(Collected data)
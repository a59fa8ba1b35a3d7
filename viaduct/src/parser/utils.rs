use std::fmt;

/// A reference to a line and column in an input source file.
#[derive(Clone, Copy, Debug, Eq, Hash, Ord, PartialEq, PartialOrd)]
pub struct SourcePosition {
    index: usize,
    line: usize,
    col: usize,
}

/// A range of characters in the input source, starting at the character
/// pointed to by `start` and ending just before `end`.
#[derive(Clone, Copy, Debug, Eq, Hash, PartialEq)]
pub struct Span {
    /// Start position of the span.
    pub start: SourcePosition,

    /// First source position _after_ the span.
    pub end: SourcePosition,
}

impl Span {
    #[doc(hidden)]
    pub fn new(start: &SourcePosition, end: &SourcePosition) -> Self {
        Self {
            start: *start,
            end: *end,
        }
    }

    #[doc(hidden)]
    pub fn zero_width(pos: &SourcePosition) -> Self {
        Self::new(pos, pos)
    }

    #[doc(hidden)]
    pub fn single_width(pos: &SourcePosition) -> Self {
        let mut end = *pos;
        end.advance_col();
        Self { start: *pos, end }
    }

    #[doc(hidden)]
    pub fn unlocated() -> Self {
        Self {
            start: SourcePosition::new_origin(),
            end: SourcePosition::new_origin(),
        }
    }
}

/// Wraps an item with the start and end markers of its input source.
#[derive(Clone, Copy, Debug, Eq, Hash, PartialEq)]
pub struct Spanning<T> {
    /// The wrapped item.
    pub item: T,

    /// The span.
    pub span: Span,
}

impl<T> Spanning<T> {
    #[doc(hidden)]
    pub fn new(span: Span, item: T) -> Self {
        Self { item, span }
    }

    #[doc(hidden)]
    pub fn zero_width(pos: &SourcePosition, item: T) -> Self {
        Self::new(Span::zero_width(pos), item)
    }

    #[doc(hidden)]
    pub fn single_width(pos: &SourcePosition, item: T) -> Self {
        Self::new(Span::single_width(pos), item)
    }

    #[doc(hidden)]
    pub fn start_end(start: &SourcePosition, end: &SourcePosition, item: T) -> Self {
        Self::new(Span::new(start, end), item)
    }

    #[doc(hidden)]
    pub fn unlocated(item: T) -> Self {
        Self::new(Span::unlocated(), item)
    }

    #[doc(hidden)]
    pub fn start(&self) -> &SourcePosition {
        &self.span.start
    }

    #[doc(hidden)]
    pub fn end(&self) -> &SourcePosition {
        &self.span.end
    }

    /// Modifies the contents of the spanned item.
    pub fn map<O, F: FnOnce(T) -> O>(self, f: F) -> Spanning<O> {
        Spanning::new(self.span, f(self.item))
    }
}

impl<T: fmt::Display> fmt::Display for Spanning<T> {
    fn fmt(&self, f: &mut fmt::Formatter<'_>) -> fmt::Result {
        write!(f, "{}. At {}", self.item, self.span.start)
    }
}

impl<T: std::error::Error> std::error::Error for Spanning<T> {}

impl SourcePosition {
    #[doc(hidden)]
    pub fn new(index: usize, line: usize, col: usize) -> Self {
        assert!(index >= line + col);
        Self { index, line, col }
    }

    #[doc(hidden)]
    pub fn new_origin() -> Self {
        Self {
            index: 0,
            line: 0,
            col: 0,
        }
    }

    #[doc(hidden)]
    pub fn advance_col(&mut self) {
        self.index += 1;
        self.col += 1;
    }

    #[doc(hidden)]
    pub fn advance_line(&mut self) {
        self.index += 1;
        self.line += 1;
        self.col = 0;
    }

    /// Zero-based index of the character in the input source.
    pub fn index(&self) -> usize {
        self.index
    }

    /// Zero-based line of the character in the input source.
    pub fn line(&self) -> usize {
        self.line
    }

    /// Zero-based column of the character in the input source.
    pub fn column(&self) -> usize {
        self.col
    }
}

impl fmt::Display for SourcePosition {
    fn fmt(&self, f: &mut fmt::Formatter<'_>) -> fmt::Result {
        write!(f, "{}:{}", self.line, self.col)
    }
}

==

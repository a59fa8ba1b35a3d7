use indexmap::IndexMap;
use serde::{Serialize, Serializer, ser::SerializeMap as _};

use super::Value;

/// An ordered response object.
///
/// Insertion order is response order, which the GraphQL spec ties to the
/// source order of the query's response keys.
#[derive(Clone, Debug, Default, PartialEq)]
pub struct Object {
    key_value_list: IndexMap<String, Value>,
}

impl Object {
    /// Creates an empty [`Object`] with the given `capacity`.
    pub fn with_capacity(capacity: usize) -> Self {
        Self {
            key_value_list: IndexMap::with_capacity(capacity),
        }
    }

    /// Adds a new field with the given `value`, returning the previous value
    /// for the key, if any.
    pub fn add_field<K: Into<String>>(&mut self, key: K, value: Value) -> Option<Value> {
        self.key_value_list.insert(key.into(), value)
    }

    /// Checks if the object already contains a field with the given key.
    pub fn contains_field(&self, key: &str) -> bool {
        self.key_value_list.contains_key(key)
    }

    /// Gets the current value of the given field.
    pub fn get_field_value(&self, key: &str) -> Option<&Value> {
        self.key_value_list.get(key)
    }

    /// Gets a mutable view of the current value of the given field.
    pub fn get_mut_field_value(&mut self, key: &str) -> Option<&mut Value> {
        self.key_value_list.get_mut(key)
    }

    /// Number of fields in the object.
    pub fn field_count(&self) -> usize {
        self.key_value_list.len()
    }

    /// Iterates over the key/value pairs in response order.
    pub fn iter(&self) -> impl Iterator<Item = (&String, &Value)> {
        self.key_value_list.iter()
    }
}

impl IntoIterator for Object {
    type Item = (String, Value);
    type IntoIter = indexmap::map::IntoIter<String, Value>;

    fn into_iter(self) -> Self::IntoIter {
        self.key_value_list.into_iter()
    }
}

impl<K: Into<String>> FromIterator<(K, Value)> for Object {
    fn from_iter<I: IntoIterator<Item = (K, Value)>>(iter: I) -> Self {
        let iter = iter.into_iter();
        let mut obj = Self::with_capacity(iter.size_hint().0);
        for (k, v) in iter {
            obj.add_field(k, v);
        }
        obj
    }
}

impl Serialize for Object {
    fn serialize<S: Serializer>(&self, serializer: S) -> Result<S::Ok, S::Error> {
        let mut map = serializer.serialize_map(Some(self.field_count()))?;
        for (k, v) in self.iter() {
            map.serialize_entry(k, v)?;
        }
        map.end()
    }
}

...

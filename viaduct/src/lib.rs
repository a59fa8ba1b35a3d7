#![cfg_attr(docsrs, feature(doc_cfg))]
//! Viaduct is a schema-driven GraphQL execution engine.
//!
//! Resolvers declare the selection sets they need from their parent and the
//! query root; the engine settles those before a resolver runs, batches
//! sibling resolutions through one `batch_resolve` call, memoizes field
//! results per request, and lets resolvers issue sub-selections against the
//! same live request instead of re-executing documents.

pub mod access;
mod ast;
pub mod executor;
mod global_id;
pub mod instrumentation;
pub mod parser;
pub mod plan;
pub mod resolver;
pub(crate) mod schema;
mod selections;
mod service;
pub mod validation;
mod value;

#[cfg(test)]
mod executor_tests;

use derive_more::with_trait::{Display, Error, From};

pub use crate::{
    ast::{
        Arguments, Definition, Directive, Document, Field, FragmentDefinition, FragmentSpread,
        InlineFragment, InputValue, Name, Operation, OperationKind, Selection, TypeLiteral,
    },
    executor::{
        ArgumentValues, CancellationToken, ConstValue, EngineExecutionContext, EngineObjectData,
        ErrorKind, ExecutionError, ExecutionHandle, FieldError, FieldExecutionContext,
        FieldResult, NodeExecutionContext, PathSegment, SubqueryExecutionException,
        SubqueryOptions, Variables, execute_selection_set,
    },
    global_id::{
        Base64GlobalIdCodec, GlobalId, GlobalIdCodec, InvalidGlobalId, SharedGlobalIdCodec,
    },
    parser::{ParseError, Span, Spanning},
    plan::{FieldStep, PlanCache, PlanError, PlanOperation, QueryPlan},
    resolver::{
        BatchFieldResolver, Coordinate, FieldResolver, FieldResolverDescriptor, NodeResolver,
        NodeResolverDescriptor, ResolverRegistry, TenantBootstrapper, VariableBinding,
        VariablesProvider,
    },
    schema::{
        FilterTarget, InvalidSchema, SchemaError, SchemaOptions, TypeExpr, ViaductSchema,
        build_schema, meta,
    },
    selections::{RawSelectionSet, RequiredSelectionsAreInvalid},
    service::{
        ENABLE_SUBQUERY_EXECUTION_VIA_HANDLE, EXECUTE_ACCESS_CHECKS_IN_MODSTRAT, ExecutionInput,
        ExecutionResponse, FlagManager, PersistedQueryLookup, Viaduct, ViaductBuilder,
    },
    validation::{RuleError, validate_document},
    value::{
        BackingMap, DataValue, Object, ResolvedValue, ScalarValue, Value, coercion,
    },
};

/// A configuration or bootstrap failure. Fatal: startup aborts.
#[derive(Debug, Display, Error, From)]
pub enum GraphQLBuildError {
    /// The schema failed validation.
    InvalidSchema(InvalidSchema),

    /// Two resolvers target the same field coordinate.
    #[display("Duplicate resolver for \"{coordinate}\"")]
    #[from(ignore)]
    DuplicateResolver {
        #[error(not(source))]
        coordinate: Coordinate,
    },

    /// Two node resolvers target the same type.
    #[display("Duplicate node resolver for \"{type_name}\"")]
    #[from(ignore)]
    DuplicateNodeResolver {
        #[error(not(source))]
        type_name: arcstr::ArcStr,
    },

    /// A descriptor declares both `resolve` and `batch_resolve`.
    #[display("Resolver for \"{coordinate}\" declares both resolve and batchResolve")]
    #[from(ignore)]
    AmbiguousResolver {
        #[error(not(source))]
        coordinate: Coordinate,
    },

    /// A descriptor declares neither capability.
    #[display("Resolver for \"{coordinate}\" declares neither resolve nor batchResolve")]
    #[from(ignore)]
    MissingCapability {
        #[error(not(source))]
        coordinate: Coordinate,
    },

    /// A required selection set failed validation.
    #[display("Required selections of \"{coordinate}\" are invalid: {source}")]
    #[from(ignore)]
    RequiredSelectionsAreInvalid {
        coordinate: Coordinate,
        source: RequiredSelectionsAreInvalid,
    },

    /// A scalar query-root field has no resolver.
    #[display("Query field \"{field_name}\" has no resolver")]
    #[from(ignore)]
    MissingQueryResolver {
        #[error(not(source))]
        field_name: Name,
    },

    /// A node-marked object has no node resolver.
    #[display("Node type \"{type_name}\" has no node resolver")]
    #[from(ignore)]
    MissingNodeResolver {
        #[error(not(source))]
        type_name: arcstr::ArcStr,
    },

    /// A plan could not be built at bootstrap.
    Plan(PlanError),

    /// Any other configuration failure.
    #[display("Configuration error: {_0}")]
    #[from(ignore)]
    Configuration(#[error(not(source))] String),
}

=== ABOUT THIS EXERCISE ===
Copy whichever lines of the records above contain the word "root".

=== RESULT OF THIS TASK ===
//! query root; the engine settles those before a resolver runs, batches
    /// A scalar query-root field has no resolver.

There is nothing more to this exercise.